Article Preview
TopResearch Background
Significance of the clustering process is its ability to cluster high-dimensional data which implies the advancement of microarray technology to measure the expression levels of sets of genes across different conditions. In clustering, the data consists of gene expression values alone. If cluster analysis is used as a descriptive or exploratory tool, it is possible to try several algorithms on the same data to see what the data may disclose (Han & Kamber, 2001). Clustering gene expression patterns can be classified into two broad categories such as gene clustering and sample clustering. In gene based clustering, genes are treated as objects and samples as attributes. Gene based clustering is used to reveal the similarity between genes or a set of genes with similar conditions that leads to identify differentially expressed genes and to generate a list of expression patterns. Sample based clustering can be performed to find the structure of the phenotype or substructure of the samples. In this case, samples are treated as objects and genes as attributes.

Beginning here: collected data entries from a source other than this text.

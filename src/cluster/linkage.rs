//! Hierarchical (agglomerative) clustering.
//!
//! Bottom-up clustering over the complete graph of point pairs: start with
//! each point as its own cluster, repeatedly contract the globally cheapest
//! edge until the requested number of clusters remains.
//!
//! # Linkage Methods
//!
//! The key choice: how do we define "distance between clusters"?
//!
//! | Linkage | Formula | Effect |
//! |---------|---------|--------|
//! | Single | min(d(a,b)) for a∈A, b∈B | Chaining; elongated clusters |
//! | Complete | max(d(a,b)) | Compact, spherical clusters |
//! | Average | mean(d(a,b)) | Balanced compromise |
//!
//! # Engine
//!
//! **Single** linkage never needs to re-derive an edge after a merge: the
//! distance between a merged cluster and any other cluster is the minimum of
//! the two sub-edges, which already sits in sorted order. One full sort up
//! front (cheapest edge popped last, Kruskal style) therefore replaces every
//! reheapify, for O(m + n α(n)) total work after the sort.
//!
//! **Complete/Average** linkage must re-derive edges: merging changes which
//! edge is minimal. The engine keeps an authoritative edge map keyed by live
//! root pairs next to a lazy min-heap. A merge removes the affected edges
//! from the map, combines colliding ones (max for complete; count-weighted
//! mean for average), and reinserts them with a fresh stamp. Heap entries are
//! never mutated in place; a popped entry whose stamp no longer matches the
//! map is stale and is discarded at extraction time. O(m log n) total.
//!
//! Average linkage carries a `merged_count` per edge — the number of original
//! point pairs it stands for — so that combining an already-averaged edge
//! weighs it by its true mass rather than as a single observation.

use std::cmp::{Ordering, Reverse};
use std::collections::{BinaryHeap, HashMap, HashSet};

use tracing::debug;

use super::traits::Clustering;
use super::union_find::UnionFind;
use crate::error::{Error, Result};
use crate::store::{squared_euclidean, PointStore};

/// Linkage method for hierarchical clustering.
#[derive(Debug, Clone, Copy, PartialEq, Eq)]
pub enum Linkage {
    /// Single linkage: minimum distance between clusters.
    Single,
    /// Complete linkage: maximum distance between clusters.
    Complete,
    /// Average linkage: mean distance between clusters.
    Average,
}

/// Hierarchical (agglomerative) clustering.
#[derive(Debug, Clone)]
pub struct HierarchicalClustering {
    /// Number of clusters to produce.
    n_clusters: usize,
    /// Linkage method.
    linkage: Linkage,
}

/// One contraction step: the edge that was merged and the size of the
/// resulting cluster.
#[derive(Debug, Clone, Copy)]
pub struct MergeStep {
    /// First endpoint of the merged edge (a cluster root at merge time).
    pub a: usize,
    /// Second endpoint of the merged edge.
    pub b: usize,
    /// Squared-distance weight of the merged edge under the linkage rule.
    pub distance: f64,
    /// Size of the resulting cluster.
    pub size: usize,
}

impl HierarchicalClustering {
    /// Create a new hierarchical clusterer with average linkage.
    pub fn new(n_clusters: usize) -> Self {
        Self {
            n_clusters,
            linkage: Linkage::Average,
        }
    }

    /// Set linkage method.
    pub fn with_linkage(mut self, linkage: Linkage) -> Self {
        self.linkage = linkage;
        self
    }

    /// Contract edges over a snapshot of `store` until `n_clusters` remain.
    ///
    /// The caller's store is never mutated; the returned fit owns a copy in
    /// which every point's cluster is its final union-find root.
    pub fn fit(&self, store: &PointStore) -> Result<LinkageFit> {
        let n = store.len();
        if n == 0 {
            return Err(Error::EmptyInput);
        }
        let r = self.n_clusters;
        if r == 0 || r > n {
            return Err(Error::InvalidClusterCount {
                requested: r,
                n_items: n,
            });
        }

        let mut work = store.working_copy();
        let mut sets = UnionFind::new();
        for id in 0..n {
            sets.make_set(id)?;
        }
        let mut sizes: HashMap<usize, usize> = (0..n).map(|id| (id, 1)).collect();
        let mut merges = Vec::with_capacity(n - r);

        match self.linkage {
            Linkage::Single => {
                self.contract_sorted(&work, &mut sets, &mut sizes, &mut merges)?
            }
            Linkage::Complete | Linkage::Average => {
                self.contract_queued(&work, &mut sets, &mut sizes, &mut merges)?
            }
        }

        for id in 0..n {
            let root = sets.find(id)?;
            work.point_mut(id).set_cluster(root);
        }
        let labels = dense_labels(&work)?;

        Ok(LinkageFit {
            store: work,
            merges,
            labels,
        })
    }

    /// Single linkage: one descending sort, cheapest edge popped from the
    /// back. Stale edges (endpoints already co-clustered) are skipped at
    /// extraction; nothing is ever re-derived.
    fn contract_sorted(
        &self,
        store: &PointStore,
        sets: &mut UnionFind,
        sizes: &mut HashMap<usize, usize>,
        merges: &mut Vec<MergeStep>,
    ) -> Result<()> {
        let mut edges = all_pair_edges(store);
        edges.sort_unstable_by(|a, b| {
            b.0.total_cmp(&a.0)
                .then(b.1.cmp(&a.1))
                .then(b.2.cmp(&a.2))
        });

        while sets.len() > self.n_clusters {
            let (dist, u, v) = edges.pop().ok_or(Error::DisconnectedGraph)?;
            let root_u = sets.find(u)?;
            let root_v = sets.find(v)?;
            if root_u == root_v {
                continue;
            }
            sets.union(u, v)?;
            record_merge(sets, sizes, merges, root_u, root_v, dist)?;
        }
        Ok(())
    }

    /// Complete/average linkage: authoritative edge map plus lazy min-heap.
    fn contract_queued(
        &self,
        store: &PointStore,
        sets: &mut UnionFind,
        sizes: &mut HashMap<usize, usize>,
        merges: &mut Vec<MergeStep>,
    ) -> Result<()> {
        let mut edges = EdgeSet::complete(store);

        while sets.len() > self.n_clusters {
            let (root_a, root_b, dist) = edges.pop_min().ok_or(Error::DisconnectedGraph)?;
            // Map keys are maintained as live roots, so a current entry can
            // never connect two co-clustered endpoints.
            debug_assert_ne!(sets.find(root_a)?, sets.find(root_b)?);

            sets.union(root_a, root_b)?;
            let survivor = sets.find(root_a)?;
            let absorbed = if survivor == root_a { root_b } else { root_a };
            record_merge(sets, sizes, merges, root_a, root_b, dist)?;

            edges.contract(survivor, absorbed, self.linkage);
        }
        Ok(())
    }
}

/// Result of a [`HierarchicalClustering::fit`] run.
#[derive(Debug, Clone)]
pub struct LinkageFit {
    store: PointStore,
    merges: Vec<MergeStep>,
    labels: Vec<usize>,
}

impl LinkageFit {
    /// The fitted point store; each point's cluster is its union-find root.
    pub fn store(&self) -> &PointStore {
        &self.store
    }

    /// Consume the fit, returning the fitted store.
    pub fn into_store(self) -> PointStore {
        self.store
    }

    /// Contraction history in merge order.
    pub fn merges(&self) -> &[MergeStep] {
        &self.merges
    }

    /// Cluster label per point, densely renumbered to `0..r`.
    pub fn labels(&self) -> &[usize] {
        &self.labels
    }
}

impl Clustering for HierarchicalClustering {
    fn fit_predict(&self, data: &[Vec<f64>]) -> Result<Vec<usize>> {
        let store = PointStore::from_rows(data.to_vec())?;
        Ok(self.fit(&store)?.labels().to_vec())
    }

    fn n_clusters(&self) -> usize {
        self.n_clusters
    }
}

fn all_pair_edges(store: &PointStore) -> Vec<(f64, usize, usize)> {
    let n = store.len();
    let mut edges = Vec::with_capacity(n * (n - 1) / 2);
    for i in 0..n {
        for j in (i + 1)..n {
            let dist = squared_euclidean(store.points()[i].dims(), store.points()[j].dims());
            edges.push((dist, i, j));
        }
    }
    edges
}

fn record_merge(
    sets: &mut UnionFind,
    sizes: &mut HashMap<usize, usize>,
    merges: &mut Vec<MergeStep>,
    a: usize,
    b: usize,
    distance: f64,
) -> Result<()> {
    let merged = sizes.get(&a).copied().unwrap_or(1) + sizes.get(&b).copied().unwrap_or(1);
    let root = sets.find(a)?;
    sizes.insert(root, merged);
    debug!(a, b, distance, size = merged, "merged edge");
    merges.push(MergeStep {
        a,
        b,
        distance,
        size: merged,
    });
    Ok(())
}

/// Labels renumbered to consecutive integers in order of sorted root id.
fn dense_labels(store: &PointStore) -> Result<Vec<usize>> {
    let roots = store.labels()?;
    let mut unique = roots.clone();
    unique.sort_unstable();
    unique.dedup();
    Ok(roots
        .iter()
        .map(|r| unique.binary_search(r).unwrap_or(0))
        .collect())
}

/// Heap entry; compared by distance, then endpoints for a reproducible
/// tie-break.
#[derive(Debug, Clone, Copy, PartialEq)]
struct HeapEdge {
    distance: f64,
    a: usize,
    b: usize,
    stamp: u64,
}

impl Eq for HeapEdge {}

impl Ord for HeapEdge {
    fn cmp(&self, other: &Self) -> Ordering {
        self.distance
            .total_cmp(&other.distance)
            .then(self.a.cmp(&other.a))
            .then(self.b.cmp(&other.b))
    }
}

impl PartialOrd for HeapEdge {
    fn partial_cmp(&self, other: &Self) -> Option<Ordering> {
        Some(self.cmp(other))
    }
}

#[derive(Debug, Clone, Copy)]
struct EdgeData {
    distance: f64,
    merged_count: usize,
    stamp: u64,
}

/// Authoritative inter-cluster edge set with a lazy-deletion min-heap.
///
/// Invariant: for every pair of live roots there is exactly one entry in
/// `edges`, and `adjacency` mirrors its key set. The heap may additionally
/// hold any number of stale entries; staleness is detected by stamp mismatch
/// at pop time.
#[derive(Debug)]
struct EdgeSet {
    edges: HashMap<(usize, usize), EdgeData>,
    adjacency: HashMap<usize, HashSet<usize>>,
    heap: BinaryHeap<Reverse<HeapEdge>>,
    next_stamp: u64,
}

impl EdgeSet {
    /// Complete graph over all point pairs, squared Euclidean weights,
    /// `merged_count = 1`.
    fn complete(store: &PointStore) -> Self {
        let n = store.len();
        let mut set = Self {
            edges: HashMap::with_capacity(n * (n - 1) / 2),
            adjacency: HashMap::with_capacity(n),
            heap: BinaryHeap::with_capacity(n * (n - 1) / 2),
            next_stamp: 0,
        };
        for (dist, i, j) in all_pair_edges(store) {
            set.insert(i, j, dist, 1);
        }
        set
    }

    fn insert(&mut self, a: usize, b: usize, distance: f64, merged_count: usize) {
        let (a, b) = ordered(a, b);
        let stamp = self.next_stamp;
        self.next_stamp += 1;
        self.edges.insert(
            (a, b),
            EdgeData {
                distance,
                merged_count,
                stamp,
            },
        );
        self.adjacency.entry(a).or_default().insert(b);
        self.adjacency.entry(b).or_default().insert(a);
        self.heap.push(Reverse(HeapEdge {
            distance,
            a,
            b,
            stamp,
        }));
    }

    fn remove(&mut self, a: usize, b: usize) -> Option<EdgeData> {
        let (a, b) = ordered(a, b);
        let data = self.edges.remove(&(a, b))?;
        if let Some(nbrs) = self.adjacency.get_mut(&a) {
            nbrs.remove(&b);
        }
        if let Some(nbrs) = self.adjacency.get_mut(&b) {
            nbrs.remove(&a);
        }
        Some(data)
    }

    /// Pop the cheapest current edge, discarding stale heap entries.
    fn pop_min(&mut self) -> Option<(usize, usize, f64)> {
        while let Some(Reverse(entry)) = self.heap.pop() {
            match self.edges.get(&(entry.a, entry.b)) {
                Some(data) if data.stamp == entry.stamp => {
                    self.remove(entry.a, entry.b);
                    return Some((entry.a, entry.b, entry.distance));
                }
                _ => continue,
            }
        }
        None
    }

    /// Re-home every edge of `absorbed` onto `survivor`, combining each with
    /// the survivor's own edge to the same neighbor under the linkage rule.
    fn contract(&mut self, survivor: usize, absorbed: usize, linkage: Linkage) {
        let neighbors: Vec<usize> = self
            .adjacency
            .remove(&absorbed)
            .map(|set| set.into_iter().collect())
            .unwrap_or_default();

        for x in neighbors {
            if x == survivor {
                continue;
            }
            // Both edges exist while the graph is complete over live roots;
            // combine whatever is present.
            let from_absorbed = self.remove(absorbed, x);
            let from_survivor = self.remove(survivor, x);
            let combined = match (from_survivor, from_absorbed) {
                (Some(s), Some(o)) => combine(s, o, linkage),
                (Some(s), None) => (s.distance, s.merged_count),
                (None, Some(o)) => (o.distance, o.merged_count),
                (None, None) => continue,
            };
            self.insert(survivor, x, combined.0, combined.1);
        }
    }
}

fn combine(s: EdgeData, o: EdgeData, linkage: Linkage) -> (f64, usize) {
    let count = s.merged_count + o.merged_count;
    match linkage {
        // Farthest-neighbor rule.
        Linkage::Complete => (s.distance.max(o.distance), count),
        // Count-weighted mean so already-averaged edges keep their mass.
        Linkage::Average => (
            (s.distance * s.merged_count as f64 + o.distance * o.merged_count as f64)
                / count as f64,
            count,
        ),
        // Single linkage never routes through the queued engine.
        Linkage::Single => (s.distance.min(o.distance), count),
    }
}

#[inline]
fn ordered(a: usize, b: usize) -> (usize, usize) {
    if a <= b {
        (a, b)
    } else {
        (b, a)
    }
}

Many clustering algorithms have been proposed by researches. Partitioning and hierarchical clustering are two main approaches for clustering. Clustering techniques are applied in many application areas such as Pattern Recognition (Tan et al., 2005), Data Mining (Xiong & Tan, 2004), Machine Learning (Alpaydin, 2004), etc in order to group related genes in one cluster so that genes within the same cluster are similar to each other and different from genes in other clusters. Clustering algorithms can be broadly classified as Hard, Fuzzy, Possibilistic and Probabilistic (Hathway & Bezdek, 1995).